The Naked Hills follows the four seasons of one man's life from youth to old age without bothering to worry too much about ageing the character who plays the lead role. David Wayne is our hero, and the only thing that occasionally saves him from blandness is the fact that he is so badly miscast. Hearing other characters call him 'son' and 'boy' when they are quite clearly the same age – or possibly even younger – than him just makes everyone look faintly ridiculous. The fact that Wayne isn't a particularly good or charismatic actor doesn't help either. Watching him struggle through the role you can't help thinking what a better job someone like Alan Ladd would have made of the role.

Wayne plays a young man seduced by the lure of easy riches when gold is struck in the wild and woolly west. He heads there with his best friend, but they soon go their separate ways when, blinded by his desire for wealth, Wayne falls in with bad guy Keenan Wynn. Together they steal a claim from a couple of Mexicans and work it for themselves, only for Wynn to double-cross him when it comes to payday.

Wayne finds himself a good woman and tries to settle down to a life of domesticity, but the call of the gold in them thar hills proves too much for him and it's not long before he's abandoning wife and young son for another attempt with his new best friend Jimmo (a great performance from James Barton). For a while it looks like he has struck lucky, but things soon take a turn for the worse…

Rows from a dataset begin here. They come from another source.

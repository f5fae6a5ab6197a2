//! Drawable surface contract and colors

use crate::error::ConfigError;
use serde::Deserialize;

/// RGBA color, 8 bits per channel
#[derive(Clone, Copy, Debug, PartialEq, Eq, Deserialize)]
#[serde(try_from = "String")]
pub struct Color {
    pub r: u8,
    pub g: u8,
    pub b: u8,
    pub a: u8,
}

impl Color {
    pub const fn rgb(r: u8, g: u8, b: u8) -> Self {
        Self { r, g, b, a: 255 }
    }

    /// Parse `#RRGGBB` or `#RRGGBBAA`
    pub fn from_hex(hex: &str) -> Result<Self, ConfigError> {
        let invalid = || ConfigError::InvalidColor(hex.to_string());
        let digits = hex.strip_prefix('#').ok_or_else(invalid)?;
        if !(digits.len() == 6 || digits.len() == 8) || !digits.is_ascii() {
            return Err(invalid());
        }
        let channel = |i: usize| u8::from_str_radix(&digits[i..i + 2], 16).map_err(|_| invalid());
        Ok(Self {
            r: channel(0)?,
            g: channel(2)?,
            b: channel(4)?,
            a: if digits.len() == 8 { channel(6)? } else { 255 },
        })
    }

    /// CSS form accepted by canvas `strokeStyle` / `fillStyle`
    pub fn to_css(&self) -> String {
        if self.a == 255 {
            format!("#{:02x}{:02x}{:02x}", self.r, self.g, self.b)
        } else {
            format!("#{:02x}{:02x}{:02x}{:02x}", self.r, self.g, self.b, self.a)
        }
    }

    /// Normalized [r, g, b, a] for vertex colors
    pub fn to_f32_array(&self) -> [f32; 4] {
        [
            self.r as f32 / 255.0,
            self.g as f32 / 255.0,
            self.b as f32 / 255.0,
            self.a as f32 / 255.0,
        ]
    }
}

impl TryFrom<String> for Color {
    type Error = ConfigError;

    fn try_from(value: String) -> Result<Self, Self::Error> {
        Color::from_hex(&value)
    }
}

/// Mutable 2D pixel surface the skeleton is drawn onto.
///
/// Coordinates are in pixels, origin top-left.
pub trait DrawSurface {
    /// Current (width, height) in pixels
    fn size(&self) -> (u32, u32);

    fn resize(&mut self, width: u32, height: u32);

    /// Erase the whole surface to transparent
    fn clear(&mut self);

    fn set_line_width(&mut self, width: f64);

    fn set_stroke_color(&mut self, color: Color);

    fn set_fill_color(&mut self, color: Color);

    fn stroke_line(&mut self, from: (f64, f64), to: (f64, f64));

    fn fill_circle(&mut self, center: (f64, f64), radius: f64);

    /// Flush batched drawing. Immediate-mode surfaces need not override.
    fn present(&mut self) {}
}

#[cfg(test)]
mod tests {
    use super::*;

    #[test]
    fn test_parse_hex() {
        assert_eq!(Color::from_hex("#00FF00").unwrap(), Color::rgb(0, 255, 0));
        assert_eq!(
            Color::from_hex("#ff000080").unwrap(),
            Color { r: 255, g: 0, b: 0, a: 128 }
        );
    }

    #[test]
    fn test_reject_malformed() {
        for bad in ["00ff00", "#0f0", "#gg0000", "#00ff00f", ""] {
            assert!(Color::from_hex(bad).is_err(), "{bad} should be rejected");
        }
    }

    #[test]
    fn test_css_form() {
        assert_eq!(Color::rgb(0, 255, 0).to_css(), "#00ff00");
        assert_eq!(Color { r: 1, g: 2, b: 3, a: 4 }.to_css(), "#01020304");
    }

    #[test]
    fn test_deserialize_from_string() {
        let color: Color = serde_json::from_str("\"#112233\"").unwrap();
        assert_eq!(color, Color::rgb(0x11, 0x22, 0x33));
        assert!(serde_json::from_str::<Color>("\"red\"").is_err());
    }
}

The film's main theme – the overriding and destructive desire for wealth portrayed as an addiction – is fairly timeless, I suppose, and it's doubtful that, human nature being what it is, we will ever learn much from cautionary tales such as this. To hammer home the destructive qualities of Wayne's obsession his greed for gold is paralleled with his appetite for booze. To be fair to Wayne he makes a pretty good drunk: he allows his eyes to cross ever so slightly and adopts a vaguely quizzical expression. And while the theme is a righteous one, it's diluted by the fact that the film skips over the early scenes so that we know nothing about Wayne's character before gold fever grips him.

Considering the film is quite clearly made on the cheap, it's entertaining enough, but you won't remember much about it after a week or two.